A few other characters pop in and out like Emile Hirsch’s Vietnam vet Billy and Live Schreiber’s transvestite ex-marine bodyguard but they don’t get enough scenes to make much of an impression nor does the actual concert get much playtime (only some distant music and a faraway shot of the stage…) which reeks of a deflating balloon when one realizes this.

Understanding that the music wasn’t the centerpiece of the film, I still have to venture that any film with ‘Woodstock’ in the title would more than benefit from a few choice songs and glimpses at some musicians doing their thing.

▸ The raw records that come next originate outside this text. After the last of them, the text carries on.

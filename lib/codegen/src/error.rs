//! Error types for the codegen crate.
//!
//! Errors are designed for layered context using rootcause:
//! - `SourceError`: Errors from reading a schema resource
//! - `GenerateError`: High-level wrapper naming the pipeline stage that failed

use std::fmt;

/// Errors from schema sources.
#[derive(Debug, Clone, PartialEq, Eq)]
pub enum SourceError {
    /// No resource exists under the given name.
    NotFound { name: String },
    /// The name is not a valid relative resource path.
    InvalidName { name: String, reason: String },
    /// The resource exists but could not be read.
    Unreadable { name: String, details: String },
    /// The resource content is not UTF-8 text.
    NotUtf8 { name: String },
}

impl fmt::Display for SourceError {
    fn fmt(&self, f: &mut fmt::Formatter<'_>) -> fmt::Result {
        match self {
            Self::NotFound { name } => write!(f, "schema file '{name}' not found"),
            Self::InvalidName { name, reason } => {
                write!(f, "invalid schema file name '{name}': {reason}")
            }
            Self::Unreadable { name, details } => {
                write!(f, "failed to read schema file '{name}': {details}")
            }
            Self::NotUtf8 { name } => write!(f, "schema file '{name}' is not valid UTF-8"),
        }
    }
}

impl std::error::Error for SourceError {}

/// High-level generation errors.
///
/// Use these to add context when wrapping lower-level errors.
#[derive(Debug, Clone, PartialEq, Eq)]
pub enum GenerateError {
    /// The schema resource could not be found or read.
    ReadError { file: String },
    /// The schema compiler rejected the schema text.
    SchemaCompilationError { file: String },
}

impl fmt::Display for GenerateError {
    fn fmt(&self, f: &mut fmt::Formatter<'_>) -> fmt::Result {
        match self {
            Self::ReadError { file } => write!(f, "could not read schema '{file}'"),
            Self::SchemaCompilationError { file } => {
                write!(f, "error compiling schema '{file}'")
            }
        }
    }
}

impl std::error::Error for GenerateError {}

In fact, I’m struggling as to why exactly this story needed to be told as a film; all the usual messages associated with the time period are barely broached if at all with the whole film coming across as a little bit of lark on Lee’s part, if a good natured one.

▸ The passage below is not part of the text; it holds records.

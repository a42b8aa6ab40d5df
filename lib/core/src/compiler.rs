//! The schema compiler seam.

use crate::diagnostic::SchemaDiagnostic;
use crate::model::CompiledSchema;
use rootcause::prelude::Report;

/// Turns raw schema text into a validated object model.
///
/// Implementations must be reentrant: compiling the same text twice yields
/// equal models and no state is shared between calls.
pub trait SchemaCompiler {
    /// Compiles `schema` or reports why it is invalid.
    fn compile(&self, schema: &str) -> Result<CompiledSchema, Report<SchemaDiagnostic>>;
}

impl<T: SchemaCompiler + ?Sized> SchemaCompiler for &T {
    fn compile(&self, schema: &str) -> Result<CompiledSchema, Report<SchemaDiagnostic>> {
        (**self).compile(schema)
    }
}
//! Read-only sources of schema text.
//!
//! A source is any addressable collection of named resources. Names are
//! slash-separated paths relative to the source root; absolute paths and
//! `.`/`..` elements are rejected so a source never reads outside itself.

use crate::error::SourceError;
use rootcause::prelude::Report;
use std::collections::BTreeMap;
use std::io;
use std::path::{Path, PathBuf};
use tracing::{debug, instrument};

/// A read-only collection of named resources.
pub trait SchemaSource {
    /// Returns the full content of the resource called `name`.
    fn read(&self, name: &str) -> Result<Vec<u8>, Report<SourceError>>;
}

impl<T: SchemaSource + ?Sized> SchemaSource for &T {
    fn read(&self, name: &str) -> Result<Vec<u8>, Report<SourceError>> {
        (**self).read(name)
    }
}

/// Reads `name` from `source` as UTF-8 text.
///
/// # Errors
///
/// Returns an error if the resource is missing, unreadable, or not UTF-8.
#[instrument(skip(source))]
pub fn load_schema<S: SchemaSource + ?Sized>(
    source: &S,
    name: &str,
) -> Result<String, Report<SourceError>> {
    let bytes = source.read(name)?;
    let text = String::from_utf8(bytes).map_err(|_| SourceError::NotUtf8 {
        name: name.to_string(),
    })?;

    debug!(bytes = text.len(), "schema loaded");
    Ok(text)
}

/// Checks that `name` is a clean relative path.
fn validate_name(name: &str) -> Result<(), SourceError> {
    let invalid = |reason: &str| SourceError::InvalidName {
        name: name.to_string(),
        reason: reason.to_string(),
    };

    if name.is_empty() {
        return Err(invalid("name is empty"));
    }
    if name.contains('\\') {
        return Err(invalid("backslashes are not allowed"));
    }
    if name.starts_with('/') {
        return Err(invalid("absolute paths are not allowed"));
    }
    for element in name.split('/') {
        match element {
            "" => return Err(invalid("empty path elements are not allowed")),
            "." | ".." => return Err(invalid("'.' and '..' path elements are not allowed")),
            _ => {}
        }
    }
    Ok(())
}

/// A source backed by a directory on the local filesystem.
#[derive(Debug, Clone)]
pub struct DirSource {
    root: PathBuf,
}

impl DirSource {
    /// Creates a source rooted at `root`.
    #[must_use]
    pub fn new(root: impl Into<PathBuf>) -> Self {
        Self { root: root.into() }
    }

    /// Returns the directory this source reads from.
    #[must_use]
    pub fn root(&self) -> &Path {
        &self.root
    }
}

impl SchemaSource for DirSource {
    fn read(&self, name: &str) -> Result<Vec<u8>, Report<SourceError>> {
        validate_name(name)?;
        let path = self.root.join(name);

        match std::fs::read(&path) {
            Ok(bytes) => Ok(bytes),
            Err(e) if e.kind() == io::ErrorKind::NotFound => Err(SourceError::NotFound {
                name: name.to_string(),
            }
            .into()),
            Err(e) => Err(SourceError::Unreadable {
                name: name.to_string(),
                details: e.to_string(),
            }
            .into()),
        }
    }
}

/// A source holding its resources in memory.
#[derive(Debug, Clone, Default)]
pub struct MemorySource {
    files: BTreeMap<String, Vec<u8>>,
}

impl MemorySource {
    /// Creates an empty source.
    #[must_use]
    pub fn new() -> Self {
        Self::default()
    }

    /// Adds a resource.
    #[must_use]
    pub fn with_file(mut self, name: impl Into<String>, contents: impl Into<Vec<u8>>) -> Self {
        self.insert(name, contents);
        self
    }

    /// Adds or replaces a resource.
    pub fn insert(&mut self, name: impl Into<String>, contents: impl Into<Vec<u8>>) {
        self.files.insert(name.into(), contents.into());
    }
}

impl SchemaSource for MemorySource {
    fn read(&self, name: &str) -> Result<Vec<u8>, Report<SourceError>> {
        validate_name(name)?;
        self.files.get(name).cloned().ok_or_else(|| {
            SourceError::NotFound {
                name: name.to_string(),
            }
            .into()
        })
    }
}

All that said, there’s nothing outright bad about the pic as it’s perfectly genial as you’re watching it but expect the film to fade out of memory as soon as the end credits start to roll.
Like the film itself, the VC1 1080p 1.85 encode is clean but mostly perfunctory. Detail pops out in the few landscape shots but the film is inherently soft which doesn’t allow for a lot of high-def oomph. Ironically, for a film centered on ‘Woodstock’, what we got is mostly ambiance and a lot of front-channel dialogue. For what the film is trying to convey i.e. always teasing that the concert is playing but we never get a good shot, the track works.
The most notable special feature is the audio commentary by Director Ang Lee and Writer James Schamus who offer up some great stories and the trials involved with filmmaking. We get six wisely-cut ‘Deleted Scenes’ that seemed to be of little interest. A quick ‘No Audience Required: The Earthlight Players’ featurette on the nudist act living in Elliot’s barn with the extras package finishing off with the 20-minute ‘Peace Love and Cinema’ making-of featurette.

This was ultimately ho-hum for me despite being a huge Ang Lee fan. I’m not quite sure what Lee was going for here, (trying to capture the hippie spirit I suppose?) and the lack of any significant music, while intentional, was pretty annoying. Recommended for Lee completists.